__What is required__: Your task is to copy every line of the records below that contains "Silva".

-- Opening Marker --

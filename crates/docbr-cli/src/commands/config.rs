//! Config command - inspect and scaffold pipeline configuration.

use std::path::{Path, PathBuf};

use clap::{Args, Subcommand};
use console::style;

use docbr_core::PipelineConfig;

/// Arguments for the config command.
#[derive(Args)]
pub struct ConfigArgs {
    #[command(subcommand)]
    action: ConfigAction,
}

#[derive(Subcommand)]
enum ConfigAction {
    /// Print the effective configuration as JSON
    Show {
        /// Config file to show (default: built-in defaults)
        #[arg(short, long)]
        file: Option<PathBuf>,
    },

    /// Write a default configuration file
    Init {
        /// Destination path
        #[arg(default_value = "docbr.json")]
        path: PathBuf,

        /// Overwrite an existing file
        #[arg(long)]
        force: bool,
    },
}

pub async fn run(args: ConfigArgs) -> anyhow::Result<()> {
    match args.action {
        ConfigAction::Show { file } => {
            let config = match &file {
                Some(path) => PipelineConfig::from_file(path)?,
                None => PipelineConfig::default(),
            };
            println!("{}", serde_json::to_string_pretty(&config)?);
        }
        ConfigAction::Init { path, force } => {
            if path.exists() && !force {
                anyhow::bail!(
                    "{} already exists (use --force to overwrite)",
                    path.display()
                );
            }
            PipelineConfig::default().save(Path::new(&path))?;
            println!(
                "{} Default configuration written to {}",
                style("✓").green(),
                path.display()
            );
        }
    }
    Ok(())
}
//! Candidate normalization into the canonical `ExtractedRecord`.
//!
//! A field appears in the output only when normalization succeeded; a
//! candidate that matched a rule but fails here is dropped and recorded in
//! `errors`, never guessed.

use chrono::NaiveDate;
use tracing::debug;

use crate::error::ExtractionError;
use crate::models::config::PipelineConfig;
use crate::models::record::{DocumentContext, DocumentType, ExtractedRecord, Sex};
use crate::rules::patterns::DATE_DMY;
use crate::rules::{validate_cpf, FieldCandidate, FieldName, RuleTier, NAME_BLACKLIST};
use crate::text::fold_for_match;

/// Lowercased in the middle of a normalized name.
const NAME_PARTICLES: &[&str] = &["da", "de", "do", "das", "dos", "e"];

/// Turns raw candidates into a canonical record.
pub struct Normalizer {
    infer_sex_from_name: bool,
}

impl Normalizer {
    pub fn new(config: &PipelineConfig) -> Self {
        Self {
            infer_sex_from_name: config.infer_sex_from_name,
        }
    }

    /// Normalize candidates for one extraction call.
    ///
    /// Conflict resolution: the first candidate per field wins; later ones
    /// are logged as superseded. Unresolved fields expected for the document
    /// type are logged too.
    pub fn normalize(
        &self,
        candidates: Vec<FieldCandidate>,
        context: &DocumentContext,
    ) -> ExtractedRecord {
        let mut record = ExtractedRecord::empty(context.document_type);
        record.issuer_name = context.issuer.clone();

        let mut resolved: Vec<(FieldName, RuleTier)> = Vec::new();
        let mut errors = Vec::new();

        for candidate in candidates {
            if resolved.iter().any(|(f, _)| *f == candidate.field) {
                errors.push(
                    ExtractionError::Superseded {
                        field: candidate.field.as_str().to_string(),
                        value: candidate.raw_value,
                    }
                    .to_string(),
                );
                continue;
            }

            match self.apply(&candidate, context, &mut record) {
                Ok(()) => resolved.push((candidate.field, candidate.tier)),
                Err(err) => {
                    debug!(field = candidate.field.as_str(), %err, "candidate dropped");
                    errors.push(err.to_string());
                }
            }
        }

        // Documented last-resort heuristic, identity documents only
        if record.sex == Sex::Unknown
            && self.infer_sex_from_name
            && context.document_type == DocumentType::Identity
        {
            if let Some(sex) = infer_sex_from_name(record.full_name.as_deref()) {
                record.sex = sex;
                resolved.push((FieldName::Sex, RuleTier::Heuristic));
                errors.push("sex inferred from name ending (low-confidence heuristic)".to_string());
            }
        }

        for field in expected_fields(context.document_type) {
            if !resolved.iter().any(|(f, _)| f == field) {
                errors.push(format!("field not resolved: {}", field.as_str()));
            }
        }

        record.confidence = confidence(&resolved);
        record.errors = errors;
        record
    }

    fn apply(
        &self,
        candidate: &FieldCandidate,
        context: &DocumentContext,
        record: &mut ExtractedRecord,
    ) -> Result<(), ExtractionError> {
        let raw = candidate.raw_value.trim();
        let fail = |reason: String| ExtractionError::Normalization {
            field: candidate.field.as_str().to_string(),
            reason,
        };

        match candidate.field {
            FieldName::FullName => {
                let name = normalize_name(raw);
                let folded = fold_for_match(&name);
                if NAME_BLACKLIST.iter().any(|kw| folded.contains(kw)) {
                    return Err(fail(format!("structural keyword captured as name: {raw}")));
                }
                if name.split_whitespace().count() < 2 {
                    return Err(fail(format!("not a full name: {raw}")));
                }
                record.full_name = Some(name);
            }
            FieldName::NationalId => {
                let digits = digits_of(raw);
                if digits.len() != 11 {
                    return Err(fail(format!("expected 11 digits, got {}", digits.len())));
                }
                if !validate_cpf(&digits) {
                    return Err(fail(format!("checksum failed: {raw}")));
                }
                record.national_id = Some(digits);
            }
            FieldName::IdentityNumber => {
                let digits = digits_of(raw);
                if !(5..=10).contains(&digits.len()) {
                    return Err(fail(format!(
                        "expected 5-10 digits for an identity number, got {}",
                        digits.len()
                    )));
                }
                record.identity_number = Some(digits);
            }
            FieldName::CardNumber => {
                // Formats vary per issuer; strip whitespace only
                let value: String = raw.chars().filter(|c| !c.is_whitespace()).collect();
                if value.is_empty() {
                    return Err(fail("empty card number".to_string()));
                }
                record.card_number = Some(value);
            }
            FieldName::BirthDate => {
                record.birth_date = Some(parse_birth_date(raw).map_err(fail)?);
            }
            FieldName::Sex => {
                record.sex = Sex::from_token(raw).ok_or_else(|| ExtractionError::Parse {
                    field: candidate.field.as_str().to_string(),
                    value: raw.to_string(),
                })?;
            }
            FieldName::PlanName => {
                let plan = collapse_whitespace(raw);
                if plan.is_empty() {
                    return Err(fail("empty plan name".to_string()));
                }
                // Context may hand us the issuer's own name as a plan
                if let Some(issuer) = &context.issuer {
                    if fold_for_match(&plan) == fold_for_match(issuer) {
                        return Err(fail(format!("plan name is the issuer name: {raw}")));
                    }
                }
                record.plan_name = Some(plan);
            }
        }
        Ok(())
    }
}

/// Fields a document of this type is expected to carry; their absence is
/// logged, not fatal.
fn expected_fields(document_type: DocumentType) -> &'static [FieldName] {
    match document_type {
        DocumentType::Identity => &[
            FieldName::FullName,
            FieldName::IdentityNumber,
            FieldName::NationalId,
            FieldName::BirthDate,
            FieldName::Sex,
        ],
        DocumentType::InsuranceCard => &[
            FieldName::FullName,
            FieldName::CardNumber,
            FieldName::PlanName,
        ],
        DocumentType::Unknown => &[],
    }
}

/// Overall confidence from the resolved fields and their rule tiers.
///
/// Key fields resolved by a document/issuer-specific rule score full
/// confidence; context-window and fixture matches stay in the low band, and
/// the heuristic tier never contributes.
fn confidence(resolved: &[(FieldName, RuleTier)]) -> f32 {
    let key_tier = resolved
        .iter()
        .filter(|(f, _)| f.is_key())
        .map(|(_, t)| *t)
        .max();

    match key_tier {
        Some(RuleTier::Primary) => 1.0,
        Some(RuleTier::Context) => 0.6,
        Some(RuleTier::Fixture) => 0.3,
        _ => {
            let other_tier = resolved
                .iter()
                .filter(|(f, _)| !f.is_key())
                .map(|(_, t)| *t)
                .max();
            match other_tier {
                Some(RuleTier::Primary) | Some(RuleTier::Context) => 0.5,
                Some(RuleTier::Fixture) => 0.3,
                _ => 0.0,
            }
        }
    }
}

/// Collapse internal whitespace and trim.
pub fn collapse_whitespace(s: &str) -> String {
    s.split_whitespace().collect::<Vec<_>>().join(" ")
}

/// Digits only.
pub fn digits_of(s: &str) -> String {
    s.chars().filter(|c| c.is_ascii_digit()).collect()
}

/// Canonical name capitalization: each token capitalized, Portuguese
/// particles lowercased except in first position.
pub fn normalize_name(raw: &str) -> String {
    collapse_whitespace(raw)
        .split_whitespace()
        .enumerate()
        .map(|(i, token)| {
            let lower = token.to_lowercase();
            if i > 0 && NAME_PARTICLES.contains(&lower.as_str()) {
                lower
            } else {
                let mut chars = lower.chars();
                match chars.next() {
                    Some(first) => first.to_uppercase().collect::<String>() + chars.as_str(),
                    None => String::new(),
                }
            }
        })
        .collect::<Vec<_>>()
        .join(" ")
}

/// Parse a `DD/MM/YYYY`-shaped date with basic range validation.
fn parse_birth_date(raw: &str) -> Result<NaiveDate, String> {
    let caps = DATE_DMY
        .captures(raw)
        .ok_or_else(|| format!("not a DD/MM/YYYY date: {raw}"))?;

    let day: u32 = caps[1].parse().map_err(|_| format!("bad day in {raw}"))?;
    let month: u32 = caps[2].parse().map_err(|_| format!("bad month in {raw}"))?;
    let year: i32 = caps[3].parse().map_err(|_| format!("bad year in {raw}"))?;

    if !(1900..=2100).contains(&year) {
        return Err(format!("year out of range: {year}"));
    }

    NaiveDate::from_ymd_opt(year, month, day).ok_or_else(|| format!("invalid calendar date: {raw}"))
}

/// Last-resort inference from the first name's gendered ending. Kept behind a
/// config flag and reported separately from rule-based matches.
fn infer_sex_from_name(full_name: Option<&str>) -> Option<Sex> {
    let first = full_name?.split_whitespace().next()?;
    let last_char = first.chars().last()?.to_lowercase().next()?;
    match last_char {
        'a' => Some(Sex::Female),
        'o' => Some(Sex::Male),
        _ => None,
    }
}
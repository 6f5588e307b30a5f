//! Batch command - process many OCR transcripts at once.

use std::fs;
use std::path::{Path, PathBuf};
use std::time::Instant;

use clap::Args;
use console::style;
use indicatif::{ProgressBar, ProgressStyle};
use tracing::{debug, info, warn};

use docbr_core::{ExtractedRecord, Orchestrator, PipelineConfig, RawText};

use super::extract::{format_record, OutputFormat};

/// Arguments for the batch command.
#[derive(Args)]
pub struct BatchArgs {
    /// Input files or glob patterns (e.g. "scans/*.txt")
    #[arg(required = true)]
    inputs: Vec<String>,

    /// Output directory for per-file results
    #[arg(short, long, default_value = "output")]
    output_dir: PathBuf,

    /// Output format for per-file results
    #[arg(short, long, value_enum, default_value = "json")]
    format: OutputFormat,

    /// Write a summary.csv with one row per transcript
    #[arg(long)]
    summary: bool,

    /// Continue processing when a file fails to read
    #[arg(long)]
    continue_on_error: bool,
}

pub async fn run(args: BatchArgs, config_path: Option<&str>) -> anyhow::Result<()> {
    let start = Instant::now();

    let config = if let Some(path) = config_path {
        PipelineConfig::from_file(Path::new(path))?
    } else {
        PipelineConfig::default()
    };

    let files = collect_files(&args.inputs)?;
    if files.is_empty() {
        anyhow::bail!("No input files found");
    }

    println!(
        "{} Found {} transcript(s) to process",
        style("ℹ").blue(),
        files.len()
    );

    fs::create_dir_all(&args.output_dir)?;

    let orchestrator = Orchestrator::new(config);

    let progress = ProgressBar::new(files.len() as u64);
    progress.set_style(
        ProgressStyle::default_bar()
            .template("[{elapsed_precise}] {bar:40.cyan/blue} {pos}/{len} {msg}")?
            .progress_chars("#>-"),
    );

    let mut results: Vec<(PathBuf, ExtractedRecord)> = Vec::new();
    let mut failed = 0usize;

    for file in &files {
        progress.set_message(
            file.file_name()
                .map(|n| n.to_string_lossy().to_string())
                .unwrap_or_default(),
        );

        match process_file(&orchestrator, file, &args.output_dir, args.format) {
            Ok(record) => {
                debug!(
                    "Processed {} with confidence {:.2}",
                    file.display(),
                    record.confidence
                );
                results.push((file.clone(), record));
            }
            Err(e) => {
                failed += 1;
                if args.continue_on_error {
                    warn!("Failed to process {}: {}", file.display(), e);
                } else {
                    progress.finish_and_clear();
                    return Err(e.context(format!("Failed to process {}", file.display())));
                }
            }
        }

        progress.inc(1);
    }

    progress.finish_and_clear();

    if args.summary {
        let summary_path = args.output_dir.join("summary.csv");
        write_summary(&summary_path, &results)?;
        println!(
            "{} Summary written to {}",
            style("✓").green(),
            summary_path.display()
        );
    }

    let low_confidence = results.iter().filter(|(_, r)| r.confidence < 0.5).count();

    println!(
        "{} Processed {} transcript(s) in {:.1}s ({} failed, {} low-confidence)",
        style("✓").green(),
        results.len(),
        start.elapsed().as_secs_f64(),
        failed,
        low_confidence
    );

    Ok(())
}

/// Expand input arguments: literal paths are kept, anything else is globbed.
fn collect_files(inputs: &[String]) -> anyhow::Result<Vec<PathBuf>> {
    let mut files = Vec::new();

    for input in inputs {
        let path = Path::new(input);
        if path.is_file() {
            files.push(path.to_path_buf());
            continue;
        }

        for entry in glob::glob(input)? {
            let path = entry?;
            if path.is_file() {
                files.push(path);
            }
        }
    }

    files.sort();
    files.dedup();
    Ok(files)
}

fn process_file(
    orchestrator: &Orchestrator,
    file: &Path,
    output_dir: &Path,
    format: OutputFormat,
) -> anyhow::Result<ExtractedRecord> {
    let text = fs::read_to_string(file)?;

    info!("Processing {}", file.display());
    let record = orchestrator.process(&RawText::from(text.as_str()));

    let extension = match format {
        OutputFormat::Json => "json",
        OutputFormat::Csv => "csv",
        OutputFormat::Text => "txt",
    };
    let stem = file
        .file_stem()
        .map(|s| s.to_string_lossy().to_string())
        .unwrap_or_else(|| "output".to_string());
    let output_path = output_dir.join(format!("{}.{}", stem, extension));

    fs::write(&output_path, format_record(&record, format)?)?;

    Ok(record)
}

fn write_summary(path: &Path, results: &[(PathBuf, ExtractedRecord)]) -> anyhow::Result<()> {
    let mut wtr = csv::Writer::from_path(path)?;

    wtr.write_record([
        "file",
        "document_type",
        "full_name",
        "national_id",
        "card_number",
        "confidence",
        "method",
        "errors",
    ])?;

    for (file, record) in results {
        wtr.write_record([
            &file.display().to_string(),
            &format!("{:?}", record.document_type).to_lowercase(),
            &record.full_name.clone().unwrap_or_default(),
            &record.national_id.clone().unwrap_or_default(),
            &record.card_number.clone().unwrap_or_default(),
            &format!("{:.2}", record.confidence),
            &format!("{:?}", record.method).to_lowercase(),
            &record.errors.join("; "),
        ])?;
    }

    wtr.flush()?;
    Ok(())
}
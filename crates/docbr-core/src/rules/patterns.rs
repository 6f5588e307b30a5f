//! Common regex patterns for Brazilian document extraction.

use lazy_static::lazy_static;
use regex::Regex;

lazy_static! {
    // CPF patterns (Brazilian national tax ID, 11 digits)
    pub static ref CPF_LABELED: Regex = Regex::new(
        r"(?i)(?:CPF|C\.P\.F\.?)[\s:nº°.]*(\d{3}[.\s]?\d{3}[.\s]?\d{3}[-.\s]?\d{2})"
    ).unwrap();

    pub static ref CPF_SHAPE: Regex = Regex::new(
        r"\b(\d{3})[.\s]?(\d{3})[.\s]?(\d{3})[-.\s]?(\d{2})\b"
    ).unwrap();

    // RG patterns (identity register number, 7-10 digits, may end in X)
    pub static ref RG_LABELED: Regex = Regex::new(
        r"(?i)(?:REGISTRO\s+GERAL|\bRG\b)[\s:nº°.]*([\d][\d.\s-]{5,13}[\dXx])"
    ).unwrap();

    pub static ref RG_SHAPE: Regex = Regex::new(
        r"\b(\d{1,2}\.?\d{3}\.?\d{3}-?[\dXx])\b"
    ).unwrap();

    // Date patterns (DD/MM/YYYY, also . and - separators)
    pub static ref DATE_DMY: Regex = Regex::new(
        r"\b(\d{1,2})[/.\-](\d{1,2})[/.\-](\d{4})\b"
    ).unwrap();

    pub static ref BIRTH_DATE_LABELED: Regex = Regex::new(
        r"(?i)(?:DATA\s+DE\s+NASC\w*|NASCIMENTO|NASC\.?)[\s:]*(.+?)(?:\n|$)"
    ).unwrap();

    // Sex marker: "SEXO F", "Sexo: M", "SEXO: FEMININO"
    pub static ref SEX_LABELED: Regex = Regex::new(
        r"(?i)SEXO[\s:.]*([MF])(?:ASC\w*|EM\w*)?\b"
    ).unwrap();

    // Name label on the same line: "Nome Maria Silva Santos"
    pub static ref NAME_LABELED: Regex = Regex::new(
        r"(?i)\bNOME\b[\s:.]*([A-Za-zÀ-ÖØ-öø-ÿ][A-Za-zÀ-ÖØ-öø-ÿ'. -]{3,})"
    ).unwrap();

    // Insurance card numbers: generic unlabeled digit run (15-20 digits,
    // optionally space/dot grouped)
    pub static ref CARD_GENERIC: Regex = Regex::new(
        r"\b(\d[\d .]{13,23}\d)\b"
    ).unwrap();

    pub static ref CARD_LABELED: Regex = Regex::new(
        r"(?i)(?:CART(?:AO|ÃO)|CARTEIRINHA|MATRICULA|MATRÍCULA)[\s:nº°.]*([\d][\d .-]{10,24}\d)"
    ).unwrap();

    // Plan name: "Plano: Apartamento", "PLANO ESPECIAL II"
    pub static ref PLAN_LABELED: Regex = Regex::new(
        r"(?i)\bPLANO\b[\s:.]*([A-Za-z0-9À-ÖØ-öø-ÿ][A-Za-z0-9À-ÖØ-öø-ÿ ]{2,})"
    ).unwrap();

    // Accommodation keywords double as plan names on many cards
    pub static ref ACCOMMODATION: Regex = Regex::new(
        r"(?i)\b(APARTAMENTO|ENFERMARIA|QUARTO\s+COLETIVO)\b"
    ).unwrap();

    // ANS registry number printed on regulated insurance cards
    pub static ref ANS_REGISTRY: Regex = Regex::new(
        r"(?i)ANS[\s:nº°.-]*(\d{6})"
    ).unwrap();
}

#[cfg(test)]
mod tests {
    use super::*;

    #[test]
    fn test_cpf_labeled() {
        let caps = CPF_LABELED.captures("CPF: 390.533.447-05").unwrap();
        assert_eq!(&caps[1], "390.533.447-05");
        assert!(CPF_LABELED.captures("CPF 39053344705").is_some());
    }

    #[test]
    fn test_rg_labeled() {
        let caps = RG_LABELED.captures("Registro Geral 45.229.385-0").unwrap();
        assert_eq!(&caps[1], "45.229.385-0");
        assert!(RG_LABELED.captures("RG: 12.345.678-X").is_some());
    }

    #[test]
    fn test_date_dmy() {
        let caps = DATE_DMY.captures("nascida em 03/07/1985 em Recife").unwrap();
        assert_eq!(&caps[1], "03");
        assert_eq!(&caps[3], "1985");
        assert!(DATE_DMY.is_match("03.07.1985"));
        assert!(!DATE_DMY.is_match("03/07/85"));
    }

    #[test]
    fn test_sex_labeled() {
        assert_eq!(&SEX_LABELED.captures("Sexo F").unwrap()[1], "F");
        assert_eq!(&SEX_LABELED.captures("SEXO: MASCULINO").unwrap()[1], "M");
        assert!(SEX_LABELED.captures("SEXO ?").is_none());
    }

    #[test]
    fn test_name_labeled() {
        let caps = NAME_LABELED.captures("Nome Maria Silva Santos").unwrap();
        assert_eq!(caps[1].trim(), "Maria Silva Santos");
    }

    #[test]
    fn test_card_generic_length_bounds() {
        assert!(CARD_GENERIC.is_match("123456789012345"));
        assert!(CARD_GENERIC.is_match("0 046 110123456789 0"));
        assert!(!CARD_GENERIC.is_match("1234567890"));
    }

    #[test]
    fn test_plan_and_accommodation() {
        assert_eq!(
            PLAN_LABELED.captures("Plano: Especial II").unwrap()[1].trim(),
            "Especial II"
        );
        assert_eq!(&ACCOMMODATION.captures("acomodação APARTAMENTO").unwrap()[1], "APARTAMENTO");
    }
}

-- Closing Marker --

__Exercise output__:
    // Name label on the same line: "Nome Maria Silva Santos"
        let caps = NAME_LABELED.captures("Nome Maria Silva Santos").unwrap();
        assert_eq!(caps[1].trim(), "Maria Silva Santos");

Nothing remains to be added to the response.